> _EXERCISE_
The answer must be every line of the records below that holds the word "from".

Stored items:
-- -- --
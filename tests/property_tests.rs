use std::collections::HashMap;

use clex::{lexer::tokens::TokenKind, scan, tokenize};
use proptest::collection::vec as prop_vec;
use proptest::prelude::*;

/// Well-formed lexemes of every kind.
fn lexeme_strategy() -> impl Strategy<Value = String> {
    prop_oneof![
        prop::sample::select(vec!["int", "if", "while", "return", "float", "case"]).prop_map(String::from),
        "[a-zA-Z_][a-zA-Z0-9_]{0,8}",
        prop::sample::select(vec!["+", "++", "<<=", ">>", "!=", "&&", "|", "^=", "%"]).prop_map(String::from),
        "[0-9]{1,5}(\\.[0-9]{1,3})?([eE][+-]?[0-9]{1,2})?",
        "\"[a-z %\\\\\"]{0,6}\"".prop_filter("single closed literal", |literal| {
            let scanned = scan(literal);
            scanned.is_clean() && scanned.tokens.len() == 1
        }),
        prop::sample::select(vec!["(", ")", "[", "]", "{", "}", ",", ";", ":", "#"]).prop_map(String::from),
    ]
}

fn comment_strategy() -> impl Strategy<Value = String> {
    prop_oneof![
        "[a-z ]{0,10}".prop_map(|body| format!("/*{}*/", body)),
        "[a-z ]{0,10}".prop_map(|body| format!("//{}\n", body)),
    ]
}

// Property: the table accounts for exactly the tokens the scan emits
proptest! {
    #[test]
    fn prop_total_matches_scan(source in any::<String>()) {
        let scanned = scan(&source);
        let table = tokenize(&source);

        prop_assert_eq!(table.total(), scanned.tokens.len());
        prop_assert!(scanned.tokens.iter().all(|token| !token.kind.is_trivia()));
    }

    #[test]
    fn prop_tokenize_is_idempotent(source in any::<String>()) {
        prop_assert_eq!(tokenize(&source), tokenize(&source));
    }

    #[test]
    fn prop_spans_point_at_token_text(source in any::<String>()) {
        let scanned = scan(&source);
        let mut previous_end = 0;

        for token in &scanned.tokens {
            let start = token.span.start.0;
            let end = token.span.end.0;

            prop_assert!(start >= previous_end);
            prop_assert_eq!(&source[start..end], token.value.as_str());
            previous_end = end;
        }
    }

    #[test]
    fn prop_counts_are_distinct_per_kind(lexemes in prop_vec(lexeme_strategy(), 0..40)) {
        let source = lexemes.join(" ");
        let table = tokenize(&source);

        let mut expected: HashMap<(TokenKind, String), usize> = HashMap::new();
        for token in scan(&source).tokens {
            *expected.entry((token.kind, token.value)).or_insert(0) += 1;
        }

        let mut seen = 0;
        for (kind, counts) in table.iter() {
            for (text, count) in counts.iter() {
                prop_assert_eq!(expected.get(&(kind, text.to_string())).copied(), Some(count));
                seen += 1;
            }
        }
        prop_assert_eq!(seen, expected.len());
        prop_assert_eq!(table.total(), lexemes.len());
    }

    #[test]
    fn prop_comments_are_erased(
        pieces in prop_vec((lexeme_strategy(), prop::option::of(comment_strategy())), 0..30)
    ) {
        let plain = pieces
            .iter()
            .map(|(lexeme, _)| lexeme.as_str())
            .collect::<Vec<_>>()
            .join(" ");
        let commented = pieces
            .iter()
            .map(|(lexeme, comment)| match comment {
                Some(comment) => format!("{} {}", lexeme, comment),
                None => lexeme.clone(),
            })
            .collect::<Vec<_>>()
            .join(" ");

        let values = |source: &str| {
            scan(source)
                .tokens
                .into_iter()
                .map(|token| (token.kind, token.value))
                .collect::<Vec<_>>()
        };

        prop_assert_eq!(values(&plain), values(&commented));
        prop_assert_eq!(tokenize(&plain).total(), tokenize(&commented).total());
    }
}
-- -- --
> _RESPONSE AREA_
        prop::sample::select(vec!["int", "if", "while", "return", "float", "case"]).prop_map(String::from),
        prop::sample::select(vec!["+", "++", "<<=", ">>", "!=", "&&", "|", "^=", "%"]).prop_map(String::from),
        prop::sample::select(vec!["(", ")", "[", "]", "{", "}", ",", ";", ":", "#"]).prop_map(String::from),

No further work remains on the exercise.